- PROBLEM TO SOLVE
Write out, word for word, the part of the listing below that opens with the line containing "filename crates/control-plane/src/services/mod.rs" and closes with the line containing "(action invocations and", keeping both of those lines and adding no others.

- SUPPLIED ENTRIES
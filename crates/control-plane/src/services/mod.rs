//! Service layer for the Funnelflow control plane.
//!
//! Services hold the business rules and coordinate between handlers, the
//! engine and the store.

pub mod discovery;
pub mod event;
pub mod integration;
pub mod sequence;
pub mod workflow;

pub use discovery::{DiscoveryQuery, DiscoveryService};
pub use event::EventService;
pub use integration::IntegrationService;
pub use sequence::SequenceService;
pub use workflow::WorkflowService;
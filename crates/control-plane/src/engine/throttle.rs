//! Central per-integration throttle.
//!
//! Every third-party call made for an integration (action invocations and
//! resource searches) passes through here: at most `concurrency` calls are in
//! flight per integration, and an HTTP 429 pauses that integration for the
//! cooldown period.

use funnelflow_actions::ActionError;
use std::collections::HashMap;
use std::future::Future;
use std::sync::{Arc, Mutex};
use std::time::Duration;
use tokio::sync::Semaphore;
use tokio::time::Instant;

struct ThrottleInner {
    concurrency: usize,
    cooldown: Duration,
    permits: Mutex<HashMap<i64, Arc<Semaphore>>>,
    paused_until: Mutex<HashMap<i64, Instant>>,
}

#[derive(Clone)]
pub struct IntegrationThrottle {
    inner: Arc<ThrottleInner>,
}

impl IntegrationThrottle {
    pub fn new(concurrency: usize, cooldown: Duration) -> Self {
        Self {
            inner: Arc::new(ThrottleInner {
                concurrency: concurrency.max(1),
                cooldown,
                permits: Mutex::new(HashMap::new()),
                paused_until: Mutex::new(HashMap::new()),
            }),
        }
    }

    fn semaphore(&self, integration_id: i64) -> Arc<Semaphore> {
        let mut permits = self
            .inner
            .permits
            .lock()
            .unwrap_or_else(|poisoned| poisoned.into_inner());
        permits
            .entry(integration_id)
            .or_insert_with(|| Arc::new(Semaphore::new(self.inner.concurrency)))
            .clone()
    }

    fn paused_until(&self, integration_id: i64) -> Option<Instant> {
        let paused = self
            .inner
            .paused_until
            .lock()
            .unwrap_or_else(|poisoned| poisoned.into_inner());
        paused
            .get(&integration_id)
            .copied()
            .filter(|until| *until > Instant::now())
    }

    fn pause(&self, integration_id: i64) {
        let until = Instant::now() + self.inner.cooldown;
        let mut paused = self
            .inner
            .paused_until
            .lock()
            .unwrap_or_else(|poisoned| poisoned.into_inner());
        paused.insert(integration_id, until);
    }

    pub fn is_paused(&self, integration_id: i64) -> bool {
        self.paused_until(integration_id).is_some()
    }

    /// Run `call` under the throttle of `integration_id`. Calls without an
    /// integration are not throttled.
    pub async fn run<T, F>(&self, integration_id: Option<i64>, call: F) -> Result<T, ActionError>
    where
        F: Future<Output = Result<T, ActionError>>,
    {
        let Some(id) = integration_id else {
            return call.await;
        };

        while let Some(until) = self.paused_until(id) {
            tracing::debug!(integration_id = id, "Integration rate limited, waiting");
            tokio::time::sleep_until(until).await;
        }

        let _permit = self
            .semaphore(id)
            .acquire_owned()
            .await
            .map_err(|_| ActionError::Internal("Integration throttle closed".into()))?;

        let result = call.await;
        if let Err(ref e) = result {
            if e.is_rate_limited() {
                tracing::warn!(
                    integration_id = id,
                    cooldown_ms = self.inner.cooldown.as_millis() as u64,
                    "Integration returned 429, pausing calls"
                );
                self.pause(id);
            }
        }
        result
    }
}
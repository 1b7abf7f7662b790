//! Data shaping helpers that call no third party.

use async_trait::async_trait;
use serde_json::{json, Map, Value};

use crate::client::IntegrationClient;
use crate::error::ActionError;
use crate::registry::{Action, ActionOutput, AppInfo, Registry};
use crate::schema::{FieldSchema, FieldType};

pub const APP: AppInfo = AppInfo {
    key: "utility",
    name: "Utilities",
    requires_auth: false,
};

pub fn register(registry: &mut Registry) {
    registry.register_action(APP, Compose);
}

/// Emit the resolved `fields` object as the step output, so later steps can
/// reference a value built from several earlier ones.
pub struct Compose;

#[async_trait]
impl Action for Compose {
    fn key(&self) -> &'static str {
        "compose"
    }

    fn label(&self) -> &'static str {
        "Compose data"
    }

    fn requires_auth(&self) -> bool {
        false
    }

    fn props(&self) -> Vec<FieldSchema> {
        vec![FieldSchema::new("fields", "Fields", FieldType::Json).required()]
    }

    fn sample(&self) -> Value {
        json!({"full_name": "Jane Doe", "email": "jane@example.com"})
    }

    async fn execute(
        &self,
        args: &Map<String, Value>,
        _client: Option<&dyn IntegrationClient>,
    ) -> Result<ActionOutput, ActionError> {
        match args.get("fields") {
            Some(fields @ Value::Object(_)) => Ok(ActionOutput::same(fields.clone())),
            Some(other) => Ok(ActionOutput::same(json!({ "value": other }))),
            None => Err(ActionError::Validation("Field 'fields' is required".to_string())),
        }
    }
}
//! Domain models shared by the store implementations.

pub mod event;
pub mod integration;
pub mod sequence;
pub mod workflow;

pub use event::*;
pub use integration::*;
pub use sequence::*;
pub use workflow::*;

---

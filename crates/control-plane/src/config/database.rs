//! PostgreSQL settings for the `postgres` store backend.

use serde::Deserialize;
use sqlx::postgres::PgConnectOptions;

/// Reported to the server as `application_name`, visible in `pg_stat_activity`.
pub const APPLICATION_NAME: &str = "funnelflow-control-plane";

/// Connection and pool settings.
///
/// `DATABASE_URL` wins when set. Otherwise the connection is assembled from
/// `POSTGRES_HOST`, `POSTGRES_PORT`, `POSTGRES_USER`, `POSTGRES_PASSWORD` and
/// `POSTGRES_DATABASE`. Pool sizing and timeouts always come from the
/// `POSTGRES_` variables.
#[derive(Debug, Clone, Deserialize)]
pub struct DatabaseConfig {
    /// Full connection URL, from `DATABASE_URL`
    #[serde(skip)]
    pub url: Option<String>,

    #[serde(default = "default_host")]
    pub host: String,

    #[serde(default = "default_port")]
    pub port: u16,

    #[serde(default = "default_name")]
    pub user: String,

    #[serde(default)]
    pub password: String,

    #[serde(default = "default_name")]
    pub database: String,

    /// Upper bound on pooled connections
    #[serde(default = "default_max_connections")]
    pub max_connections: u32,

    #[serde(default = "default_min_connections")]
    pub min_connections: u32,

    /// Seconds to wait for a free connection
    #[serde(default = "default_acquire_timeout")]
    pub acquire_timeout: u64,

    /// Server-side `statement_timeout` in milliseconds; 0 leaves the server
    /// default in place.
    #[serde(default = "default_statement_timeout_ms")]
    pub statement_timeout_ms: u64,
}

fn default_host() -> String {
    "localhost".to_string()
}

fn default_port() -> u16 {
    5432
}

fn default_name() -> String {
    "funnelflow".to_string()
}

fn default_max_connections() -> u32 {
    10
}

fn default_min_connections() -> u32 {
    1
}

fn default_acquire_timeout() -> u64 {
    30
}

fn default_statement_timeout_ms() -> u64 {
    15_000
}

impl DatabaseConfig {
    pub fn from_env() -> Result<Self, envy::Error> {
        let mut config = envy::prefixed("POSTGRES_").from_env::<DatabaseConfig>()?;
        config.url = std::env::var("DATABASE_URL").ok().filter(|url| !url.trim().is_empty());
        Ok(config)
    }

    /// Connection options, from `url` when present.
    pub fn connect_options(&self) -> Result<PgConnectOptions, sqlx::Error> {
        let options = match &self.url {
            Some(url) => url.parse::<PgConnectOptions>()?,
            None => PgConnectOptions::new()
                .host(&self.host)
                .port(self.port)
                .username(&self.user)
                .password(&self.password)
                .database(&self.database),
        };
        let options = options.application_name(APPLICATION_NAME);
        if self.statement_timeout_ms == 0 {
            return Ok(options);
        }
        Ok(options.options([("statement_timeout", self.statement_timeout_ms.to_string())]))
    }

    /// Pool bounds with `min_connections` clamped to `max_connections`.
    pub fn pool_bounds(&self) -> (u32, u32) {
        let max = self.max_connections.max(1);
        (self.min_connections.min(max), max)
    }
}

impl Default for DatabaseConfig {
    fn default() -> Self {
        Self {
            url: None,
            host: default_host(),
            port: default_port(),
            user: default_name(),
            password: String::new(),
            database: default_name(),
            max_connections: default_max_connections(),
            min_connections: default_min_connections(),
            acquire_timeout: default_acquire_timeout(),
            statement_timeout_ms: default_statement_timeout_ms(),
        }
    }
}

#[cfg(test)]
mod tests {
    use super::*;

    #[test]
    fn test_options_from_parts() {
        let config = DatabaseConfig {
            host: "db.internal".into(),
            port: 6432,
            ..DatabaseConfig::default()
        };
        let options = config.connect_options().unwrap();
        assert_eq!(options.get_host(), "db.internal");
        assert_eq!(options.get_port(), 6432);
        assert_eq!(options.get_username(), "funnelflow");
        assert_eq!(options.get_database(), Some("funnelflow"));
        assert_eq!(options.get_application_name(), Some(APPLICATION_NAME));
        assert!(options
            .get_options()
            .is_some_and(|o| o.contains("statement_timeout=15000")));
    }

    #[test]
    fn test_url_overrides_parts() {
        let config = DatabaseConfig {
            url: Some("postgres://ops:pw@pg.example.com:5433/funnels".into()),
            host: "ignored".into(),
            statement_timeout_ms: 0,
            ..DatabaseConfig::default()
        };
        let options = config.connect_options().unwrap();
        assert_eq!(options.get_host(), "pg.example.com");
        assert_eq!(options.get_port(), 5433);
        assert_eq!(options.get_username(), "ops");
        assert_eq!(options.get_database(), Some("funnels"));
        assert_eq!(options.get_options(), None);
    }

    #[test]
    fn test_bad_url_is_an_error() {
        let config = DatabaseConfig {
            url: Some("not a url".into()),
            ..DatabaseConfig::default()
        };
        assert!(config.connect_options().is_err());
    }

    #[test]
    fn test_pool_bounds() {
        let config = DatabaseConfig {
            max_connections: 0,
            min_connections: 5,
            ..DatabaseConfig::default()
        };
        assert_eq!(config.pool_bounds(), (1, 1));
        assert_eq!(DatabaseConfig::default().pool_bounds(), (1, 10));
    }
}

---

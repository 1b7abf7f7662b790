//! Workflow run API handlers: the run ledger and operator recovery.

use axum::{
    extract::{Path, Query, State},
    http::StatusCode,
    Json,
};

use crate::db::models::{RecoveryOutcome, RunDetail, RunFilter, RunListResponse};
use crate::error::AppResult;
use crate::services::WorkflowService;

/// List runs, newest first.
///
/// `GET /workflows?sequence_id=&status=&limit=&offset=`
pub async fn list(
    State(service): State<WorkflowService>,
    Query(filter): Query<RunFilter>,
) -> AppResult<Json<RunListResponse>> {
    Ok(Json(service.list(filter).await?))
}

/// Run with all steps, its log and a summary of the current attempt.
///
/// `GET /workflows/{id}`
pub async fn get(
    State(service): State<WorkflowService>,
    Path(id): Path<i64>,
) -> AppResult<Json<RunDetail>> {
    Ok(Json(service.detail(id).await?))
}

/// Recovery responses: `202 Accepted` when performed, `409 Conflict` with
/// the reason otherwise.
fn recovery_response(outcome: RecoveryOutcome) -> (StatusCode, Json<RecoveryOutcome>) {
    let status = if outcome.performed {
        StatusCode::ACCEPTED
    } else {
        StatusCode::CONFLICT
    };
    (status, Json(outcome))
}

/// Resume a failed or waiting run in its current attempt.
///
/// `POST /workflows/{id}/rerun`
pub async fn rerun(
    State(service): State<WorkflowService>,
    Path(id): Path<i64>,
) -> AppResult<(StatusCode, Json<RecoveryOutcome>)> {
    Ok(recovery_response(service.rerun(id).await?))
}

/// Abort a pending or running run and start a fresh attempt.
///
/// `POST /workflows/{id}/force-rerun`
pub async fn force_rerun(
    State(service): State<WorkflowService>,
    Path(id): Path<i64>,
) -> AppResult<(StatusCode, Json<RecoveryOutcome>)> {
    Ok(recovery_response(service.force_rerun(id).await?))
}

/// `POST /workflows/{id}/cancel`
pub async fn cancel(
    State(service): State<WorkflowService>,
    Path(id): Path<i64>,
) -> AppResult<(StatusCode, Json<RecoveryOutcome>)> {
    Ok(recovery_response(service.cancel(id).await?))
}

- TASK RESULT
filename crates/control-plane/src/services/mod.rs
//! Service layer for the Funnelflow control plane.
//!
//! Services hold the business rules and coordinate between handlers, the
//! engine and the store.

pub mod discovery;
pub mod event;
pub mod integration;
pub mod sequence;
pub mod workflow;

pub use discovery::{DiscoveryQuery, DiscoveryService};
pub use event::EventService;
pub use integration::IntegrationService;
pub use sequence::SequenceService;
pub use workflow::WorkflowService;
filename crates/control-plane/src/engine/throttle.rs
//! Central per-integration throttle.
//!
//! Every third-party call made for an integration (action invocations and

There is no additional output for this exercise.